● ABOUT THIS TASK
Nothing in the records should differ when they are repeated. Restate them word for word.

● AVAILABLE DATA

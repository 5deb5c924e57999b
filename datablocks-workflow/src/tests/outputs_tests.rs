use super::*;
use std::fs;
use tempfile::TempDir;

// -- Python / notebook literal --

#[test]
fn test_python_list_variants() {
    assert_eq!(parse_python_declaration(r#"outputs = ["a.csv"]"#).unwrap(), vec!["a.csv"]);
    assert_eq!(
        parse_python_declaration(r#"  files=['a.csv', "b c.csv",]  "#).unwrap(),
        vec!["a.csv", "b c.csv"]
    );
    assert!(parse_python_declaration("outputs = []").unwrap().is_empty());
}

#[test]
fn test_python_escapes_and_equals_in_items() {
    assert_eq!(
        parse_python_declaration(r#"outputs = ["q?x=1", 'it\'s', "back\\slash"]"#).unwrap(),
        vec!["q?x=1", "it's", "back\\slash"]
    );
}

#[test]
fn test_python_rejects_non_literals() {
    assert!(matches!(
        parse_python_declaration("print(outputs)"),
        Err(OutputParseError::NotADeclaration(_))
    ));
    assert!(matches!(
        parse_python_declaration("outputs = [path]"),
        Err(OutputParseError::Malformed(_))
    ));
    assert!(matches!(
        parse_python_declaration(r#"outputs = ["a" "b"]"#),
        Err(OutputParseError::Malformed(_))
    ));
    assert!(matches!(
        parse_python_declaration(r#"outputs = ["a"#),
        Err(OutputParseError::Malformed(_))
    ));
    assert!(matches!(
        parse_python_declaration(r#"out.puts = ["a"]"#),
        Err(OutputParseError::NotADeclaration(_))
    ));
}

// -- Shell arrays --

#[test]
fn test_shell_array_quoting() {
    assert_eq!(
        parse_shell_declaration(r#"OUTPUTS=(a.csv "b c.csv" 'd $x.csv' e\ f.csv)"#).unwrap(),
        vec!["a.csv", "b c.csv", "d $x.csv", "e f.csv"]
    );
    assert!(parse_shell_declaration("outputs=()").unwrap().is_empty());
}

#[test]
fn test_shell_rejects_plain_assignment() {
    assert!(matches!(
        parse_shell_declaration("outputs=a.csv"),
        Err(OutputParseError::Malformed(_))
    ));
    assert!(matches!(
        parse_shell_declaration(r#"outputs=("a.csv)"#),
        Err(OutputParseError::Malformed(_))
    ));
}

// -- Whole files --

#[test]
fn test_last_non_blank_line_of_script() {
    let tmp = TempDir::new().unwrap();
    let script = tmp.path().join("depositor.py");
    fs::write(&script, "import requests\noutputs = ['x.csv']\n\n\n").unwrap();
    assert_eq!(declared_outputs(&script).unwrap(), vec!["x.csv"]);

    let sh = tmp.path().join("transform.sh");
    fs::write(&sh, "#!/bin/bash\ncp a b\noutputs=(\"/abs/b.csv\")\n").unwrap();
    assert_eq!(declared_outputs(&sh).unwrap(), vec!["/abs/b.csv"]);
}

#[test]
fn test_notebook_last_cell() {
    let tmp = TempDir::new().unwrap();
    let nb = tmp.path().join("transform.ipynb");
    let doc = serde_json::json!({
        "cells": [
            {"cell_type": "code", "source": "# TODO: check\nimport pandas"},
            {"cell_type": "code", "source": ["df.to_csv('out.csv')\n", "outputs = ['out.csv']"]}
        ],
        "nbformat": 4
    });
    fs::write(&nb, doc.to_string()).unwrap();
    assert_eq!(declared_outputs(&nb).unwrap(), vec!["out.csv"]);
    assert!(is_incomplete(&nb).unwrap());
}

#[test]
fn test_sidecar_wins_over_last_line() {
    let tmp = TempDir::new().unwrap();
    let script = tmp.path().join("depositor.py");
    fs::write(&script, "outputs = ['from-source.csv']\n").unwrap();
    fs::write(tmp.path().join("depositor.outputs.json"), r#"["from-sidecar.csv"]"#).unwrap();
    assert_eq!(declared_outputs(&script).unwrap(), vec!["from-sidecar.csv"]);

    fs::write(tmp.path().join("depositor.outputs.json"), "{}").unwrap();
    assert!(matches!(declared_outputs(&script), Err(OutputParseError::Sidecar(_))));
}

#[test]
fn test_empty_and_unsupported_scripts() {
    let tmp = TempDir::new().unwrap();
    let empty = tmp.path().join("depositor.py");
    fs::write(&empty, "\n  \n").unwrap();
    assert!(matches!(declared_outputs(&empty), Err(OutputParseError::Empty)));

    let r = tmp.path().join("depositor.R");
    fs::write(&r, "outputs <- c('a')\n").unwrap();
    assert!(matches!(declared_outputs(&r), Err(OutputParseError::UnsupportedScript)));
}

#[test]
fn test_incomplete_marker_only_on_first_line() {
    let tmp = TempDir::new().unwrap();
    let stub = tmp.path().join("transform.py");
    fs::write(&stub, "# TODO: Finish implementing!\noutputs = []\n").unwrap();
    assert!(is_incomplete(&stub).unwrap());

    fs::write(&stub, "import csv\n# TODO: tidy up\noutputs = []\n").unwrap();
    assert!(!is_incomplete(&stub).unwrap());
}

#[test]
fn test_script_kind_from_extension() {
    assert_eq!(ScriptKind::from_path(Path::new("a/depositor.py")), Some(ScriptKind::Python));
    assert_eq!(ScriptKind::from_path(Path::new("transform.sh")), Some(ScriptKind::Shell));
    assert_eq!(ScriptKind::from_path(Path::new("x.ipynb")), Some(ScriptKind::Notebook));
    assert_eq!(ScriptKind::from_path(Path::new("depositor.outputs.json")), None);
    assert_eq!(ScriptKind::from_path(Path::new("depositor")), None);
}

● PROBLEM SOLUTION
repository 5deb5c924e57999b
filename datablocks-workflow/src/tests/outputs_tests.rs
use super::*;
use std::fs;
use tempfile::TempDir;

// -- Python / notebook literal --

#[test]
fn test_python_list_variants() {
    assert_eq!(parse_python_declaration(r#"outputs = ["a.csv"]"#).unwrap(), vec!["a.csv"]);
    assert_eq!(
        parse_python_declaration(r#"  files=['a.csv', "b c.csv",]  "#).unwrap(),
        vec!["a.csv", "b c.csv"]
    );
    assert!(parse_python_declaration("outputs = []").unwrap().is_empty());
}

#[test]
fn test_python_escapes_and_equals_in_items() {
    assert_eq!(
        parse_python_declaration(r#"outputs = ["q?x=1", 'it\'s', "back\\slash"]"#).unwrap(),
        vec!["q?x=1", "it's", "back\\slash"]
    );
}

#[test]
fn test_python_rejects_non_literals() {
    assert!(matches!(
        parse_python_declaration("print(outputs)"),
        Err(OutputParseError::NotADeclaration(_))
    ));
    assert!(matches!(
        parse_python_declaration("outputs = [path]"),
        Err(OutputParseError::Malformed(_))
    ));
    assert!(matches!(
        parse_python_declaration(r#"outputs = ["a" "b"]"#),
        Err(OutputParseError::Malformed(_))
    ));
    assert!(matches!(
        parse_python_declaration(r#"outputs = ["a"#),
        Err(OutputParseError::Malformed(_))
    ));
    assert!(matches!(
        parse_python_declaration(r#"out.puts = ["a"]"#),
        Err(OutputParseError::NotADeclaration(_))
    ));
}

// -- Shell arrays --

#[test]
fn test_shell_array_quoting() {
    assert_eq!(
        parse_shell_declaration(r#"OUTPUTS=(a.csv "b c.csv" 'd $x.csv' e\ f.csv)"#).unwrap(),
        vec!["a.csv", "b c.csv", "d $x.csv", "e f.csv"]
    );
    assert!(parse_shell_declaration("outputs=()").unwrap().is_empty());
}

#[test]
fn test_shell_rejects_plain_assignment() {
    assert!(matches!(
        parse_shell_declaration("outputs=a.csv"),
        Err(OutputParseError::Malformed(_))
    ));
    assert!(matches!(
        parse_shell_declaration(r#"outputs=("a.csv)"#),
        Err(OutputParseError::Malformed(_))
    ));
}

// -- Whole files --

#[test]
fn test_last_non_blank_line_of_script() {
    let tmp = TempDir::new().unwrap();
    let script = tmp.path().join("depositor.py");
    fs::write(&script, "import requests\noutputs = ['x.csv']\n\n\n").unwrap();
    assert_eq!(declared_outputs(&script).unwrap(), vec!["x.csv"]);

    let sh = tmp.path().join("transform.sh");
    fs::write(&sh, "#!/bin/bash\ncp a b\noutputs=(\"/abs/b.csv\")\n").unwrap();
    assert_eq!(declared_outputs(&sh).unwrap(), vec!["/abs/b.csv"]);
}

#[test]
fn test_notebook_last_cell() {
    let tmp = TempDir::new().unwrap();
    let nb = tmp.path().join("transform.ipynb");
    let doc = serde_json::json!({
        "cells": [
            {"cell_type": "code", "source": "# TODO: check\nimport pandas"},
            {"cell_type": "code", "source": ["df.to_csv('out.csv')\n", "outputs = ['out.csv']"]}
        ],
        "nbformat": 4
    });
    fs::write(&nb, doc.to_string()).unwrap();
    assert_eq!(declared_outputs(&nb).unwrap(), vec!["out.csv"]);
    assert!(is_incomplete(&nb).unwrap());
}

#[test]
fn test_sidecar_wins_over_last_line() {
    let tmp = TempDir::new().unwrap();
    let script = tmp.path().join("depositor.py");
    fs::write(&script, "outputs = ['from-source.csv']\n").unwrap();
    fs::write(tmp.path().join("depositor.outputs.json"), r#"["from-sidecar.csv"]"#).unwrap();
    assert_eq!(declared_outputs(&script).unwrap(), vec!["from-sidecar.csv"]);

    fs::write(tmp.path().join("depositor.outputs.json"), "{}").unwrap();
    assert!(matches!(declared_outputs(&script), Err(OutputParseError::Sidecar(_))));
}

#[test]
fn test_empty_and_unsupported_scripts() {
    let tmp = TempDir::new().unwrap();
    let empty = tmp.path().join("depositor.py");
    fs::write(&empty, "\n  \n").unwrap();
    assert!(matches!(declared_outputs(&empty), Err(OutputParseError::Empty)));

    let r = tmp.path().join("depositor.R");
    fs::write(&r, "outputs <- c('a')\n").unwrap();
    assert!(matches!(declared_outputs(&r), Err(OutputParseError::UnsupportedScript)));
}

#[test]
fn test_incomplete_marker_only_on_first_line() {
    let tmp = TempDir::new().unwrap();
    let stub = tmp.path().join("transform.py");
    fs::write(&stub, "# TODO: Finish implementing!\noutputs = []\n").unwrap();
    assert!(is_incomplete(&stub).unwrap());

    fs::write(&stub, "import csv\n# TODO: tidy up\noutputs = []\n").unwrap();
    assert!(!is_incomplete(&stub).unwrap());
}

#[test]
fn test_script_kind_from_extension() {
    assert_eq!(ScriptKind::from_path(Path::new("a/depositor.py")), Some(ScriptKind::Python));
    assert_eq!(ScriptKind::from_path(Path::new("transform.sh")), Some(ScriptKind::Shell));
    assert_eq!(ScriptKind::from_path(Path::new("x.ipynb")), Some(ScriptKind::Notebook));
    assert_eq!(ScriptKind::from_path(Path::new("depositor.outputs.json")), None);
    assert_eq!(ScriptKind::from_path(Path::new("depositor")), None);
}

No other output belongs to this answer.